1
# split into inputs and outputs

X, y = data[:, :-1], data[:, -1]

print(X.shape, y.shape)

Can someone explain the second line of code with reference to specific documentation? I know its slicing but the I couldn't find any reference for the notation ":-1" anywhere. Please give the specific documentation portion.

Thank you

It results in slicing, most probably using numpy and it is being done on a data of shape (610, 14)

Ian Thompson
  • 2,914
  • 2
  • 18
  • 31
  • 1
    In any slicing reference, -n refers to the nth last term. So -1 is the last term, -2 is second last term and so on – Galo do Leste Feb 07 '23 at 05:04
  • This is typical ML data. The last column is the labels,`y` 1d. The rest is the 2d data, `X`, samples by features (all columns except the last) – hpaulj Feb 07 '23 at 05:43
  • 1
    Standard python slice notation, `start:stop:step`; `-n` counts from end. So `:-1` is 'all but last'. – hpaulj Feb 07 '23 at 06:06
  • Does this answer your question? [Understanding slicing](https://stackoverflow.com/questions/509211/understanding-slicing) – Pranav Hosangadi Feb 07 '23 at 23:45

2 Answers2

1

Per the docs:

Indexing on ndarrays

ndarrays can be indexed using the standard Python x[obj] syntax, where x is the array and obj the selection.
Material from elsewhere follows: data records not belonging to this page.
#[cfg(test)]
mod tests {
    use super::*;
    use pk_la::{Backend, VectorSpec};
    use std::cell::Cell;
    use std::rc::Rc;

    fn scalar(value: Real) -> Vector {
        Vector::from_local_values(VectorSpec::serial(1), Backend::Dense, &[value]).unwrap()
    }

    fn value(v: &Vector) -> Real {
        v.to_local_vec().unwrap()[0]
    }

    /// `y' = alpha y`, all of it implicit.
    fn linear_decay(alpha: Real) -> ImexEuler {
        let mut imex = ImexEuler::new(ImexConfig::default());
        imex.setup(
            |out: &mut Vector, _t, _y: &Vector| Ok(out.set_zero()?),
            move |y: &mut Vector, _t, a, rhs: &Vector| {
                y.assign(rhs)?;
                y.scale(1.0 / (1.0 - a * alpha))?;
                Ok(())
            },
        );
        imex
    }

    #[test]
    fn lifecycle_is_enforced() {
        let mut imex = ImexEuler::new(ImexConfig::default());
        let mut out = scalar(0.0);
        assert_eq!(imex.state(), IntegratorState::Unconfigured);
        assert!(matches!(
            imex.initial_values(0.0, &scalar(1.0)),
            Err(OdeError::InvalidState { .. })
        ));

        let mut imex = linear_decay(-1.0);
        assert_eq!(imex.state(), IntegratorState::Configured);
        assert!(matches!(
            imex.integrate(&mut out, 1.0),
            Err(OdeError::InvalidState { .. })
        ));

        imex.initial_values(0.0, &scalar(1.0)).unwrap();
        assert_eq!(imex.state(), IntegratorState::Initialized);
        imex.step().unwrap();
        assert_eq!(imex.state(), IntegratorState::Stepping);
    }

    #[test]
    fn step_rejects_non_positive_dt() {
        for dt in [-0.5, 0.0, Real::NAN] {
            let mut imex = ImexEuler::new(ImexConfig {
                dt,
                ..ImexConfig::default()
            });
            imex.setup(
                |out: &mut Vector, _t, _y: &Vector| Ok(out.set_zero()?),
                |y: &mut Vector, _t, _a, rhs: &Vector| Ok(y.assign(rhs)?),
            );
            imex.initial_values(0.0, &scalar(1.0)).unwrap();

            assert!(imex.step().is_err(), "dt = {dt}");
            assert_eq!(imex.time(), 0.0);
            assert_eq!(imex.steps_taken(), 0);
            assert_eq!(imex.state(), IntegratorState::Initialized);
        }
    }

    #[test]
    fn single_step_matches_backward_euler() {
        let mut imex = linear_decay(-2.0);
        imex.set_dt(0.25).unwrap();
        imex.initial_values(1.0, &scalar(3.0)).unwrap();

        let report = imex.step().unwrap();
        assert_eq!(report.step, 1);
        assert_eq!(report.t, 1.25);
        // 3 / (1 + 0.25 * 2)
        assert!((value(imex.current().unwrap()) - 2.0).abs() < 1e-15);
    }

    #[test]
    fn explicit_part_is_forward_euler() {
        let mut imex = ImexEuler::new(ImexConfig {
            dt: 0.5,
            ..ImexConfig::default()
        });
        // y' = t: explicit only, evaluated at the start of each step.
        imex.setup(
            |out: &mut Vector, t, _y: &Vector| Ok(out.fill(t)?),
            |y: &mut Vector, _t, _a, rhs: &Vector| Ok(y.assign(rhs)?),
        );
        imex.initial_values(0.0, &scalar(0.0)).unwrap();
        let mut out = scalar(0.0);
        imex.integrate(&mut out, 1.0).unwrap();
        // 0.5 * 0 + 0.5 * 0.5
        assert_eq!(value(&out), 0.25);
    }

    #[test]
    fn final_step_is_clipped_to_t_end() {
        let mut imex = linear_decay(0.0);
        imex.set_dt(0.3).unwrap();
        imex.initial_values(0.0, &scalar(1.0)).unwrap();

        let mut times = Vec::new();
        let mut out = scalar(0.0);
        imex.integrate_with_observer(&mut out, 1.0, |t, _| {
            times.push(t);
            Ok(())
        })
        .unwrap();

        assert_eq!(times.len(), 4);
        assert_eq!(*times.last().unwrap(), 1.0);
        assert_eq!(imex.time(), 1.0);
        assert_eq!(imex.steps_taken(), 4);
    }

    #[test]
    fn integrate_to_current_time_copies_state() {
        let mut imex = linear_decay(-1.0);
        imex.initial_values(2.0, &scalar(5.0)).unwrap();
        let mut out = scalar(0.0);
        imex.integrate(&mut out, 2.0).unwrap();
        assert_eq!(value(&out), 5.0);
        assert_eq!(imex.steps_taken(), 0);

        assert!(matches!(
            imex.integrate(&mut out, 1.0),
            Err(OdeError::InvalidArg { .. })
        ));
    }

    #[test]
    fn failed_implicit_solve_leaves_state_unmodified() {
        let calls = Rc::new(Cell::new(0));
        let counter = Rc::clone(&calls);
        let mut imex = ImexEuler::new(ImexConfig {
            dt: 0.1,
            ..ImexConfig::default()
        });
        imex.setup(
            |out: &mut Vector, _t, y: &Vector| Ok(out.assign(y)?),
            move |y: &mut Vector, _t, _a, rhs: &Vector| {
                counter.set(counter.get() + 1);
                if counter.get() == 3 {
                    y.fill(Real::NAN)?;
                    return Err(OdeError::Callback {
                        message: "solve diverged".into(),
                    });
                }
                Ok(y.assign(rhs)?)
            },
        );
        imex.initial_values(0.0, &scalar(1.0)).unwrap();

        let mut out = scalar(0.0);
        let err = imex.integrate(&mut out, 1.0).unwrap_err();
        assert!(matches!(err, OdeError::Callback { .. }));

        // Two committed steps of y *= 1.1.
        assert_eq!(imex.steps_taken(), 2);
        assert!((imex.time() - 0.2).abs() < 1e-15);
        assert!((value(imex.current().unwrap()) - 1.21).abs() < 1e-12);
        assert_eq!(calls.get(), 3);
    }

    #[test]
    fn step_limit_is_reported() {
        let mut imex = linear_decay(-1.0);
        imex.initial_values(0.0, &scalar(1.0)).unwrap();
        imex.config.max_steps = 3;
        let mut out = scalar(0.0);
        assert!(matches!(
            imex.integrate(&mut out, 1.0),
            Err(OdeError::StepLimit { max_steps: 3, .. })
        ));
        assert_eq!(imex.steps_taken(), 3);
    }

    #[test]
    fn invalid_dt_is_rejected() {
        let mut imex = linear_decay(-1.0);
        assert!(imex.set_dt(0.0).is_err());
        assert!(imex.set_dt(Real::NAN).is_err());
        assert_eq!(imex.dt(), ImexConfig::default().dt);
    }

    #[test]
    fn restart_resets_step_count() {
        let mut imex = linear_decay(-1.0);
        imex.initial_values(0.0, &scalar(1.0)).unwrap();
        imex.step().unwrap();
        imex.initial_values(0.0, &scalar(1.0)).unwrap();
        assert_eq!(imex.steps_taken(), 0);
        assert_eq!(imex.state(), IntegratorState::Initialized);
    }
}

#[cfg(test)]
mod proptests {
    use super::*;
    use pk_la::{Backend, VectorSpec};
    use proptest::prelude::*;

    proptest! {
        #[test]
        fn integrate_lands_on_t_end(
            dt in 1e-3..0.5f64,
            t0 in -1.0..1.0f64,
            span in 0.0..2.0f64,
        ) {
            let mut imex = ImexEuler::new(ImexConfig { dt, ..ImexConfig::default() });
            imex.setup(
                |out: &mut Vector, _t, _y: &Vector| Ok(out.fill(1.0)?),
                |y: &mut Vector, _t, _a, rhs: &Vector| Ok(y.assign(rhs)?),
            );
            let y0 = Vector::new(VectorSpec::serial(1), Backend::Dense).unwrap();
            imex.initial_values(t0, &y0).unwrap();

            let t_end = t0 + span;
            let mut y = y0.duplicate().unwrap();
            imex.integrate(&mut y, t_end).unwrap();

            prop_assert_eq!(imex.time(), t_end);
            // y' = 1, integrated exactly by forward Euler.
            prop_assert!((y.to_local_vec().unwrap()[0] - span).abs() < 1e-9);
            let expected = (span / dt).ceil() as usize;
            prop_assert!(imex.steps_taken().abs_diff(expected) <= 1);
        }
    }
}
use thiserror::Error;

pub type PkResult<T> = Result<T, PkError>;

#[derive(Error, Debug, Clone, PartialEq)]
pub enum PkError {
    #[error("Non-finite numeric value for {what}: {value}")]
    NonFinite { what: &'static str, value: f64 },

    #[error("Invalid argument: {what}")]
    InvalidArg { what: &'static str },

    #[error("Invariant violated: {what}")]
    Invariant { what: &'static str },
}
There are different kinds of indexing available depending on obj: basic indexing, advanced indexing and field access.

1D array

Slicing a 1-dimensional array is much like slicing a list

import numpy as np


np.random.seed(0)
array_1d = np.random.random((5,))

print(len(array_1d.shape))
1

NOTE: The len of the array shape tells you the number of dimensions.

We can use standard python list slicing on the 1D array.

# get the last element
print(array_1d[-1])
0.4236547993389047
# get everything up to but excluding the last element
print(array_1d[:-1])
[0.5488135  0.71518937 0.60276338 0.54488318]

2D array

array_2d = np.random.random((5, 1))

print(len(array_2d.shape))
2

Think of a 2-dimensional array like a data frame. It has rows (the 0th axis) and columns (the 1st axis). numpy grants us the ability to slice these axes independently by separating them with a comma (,).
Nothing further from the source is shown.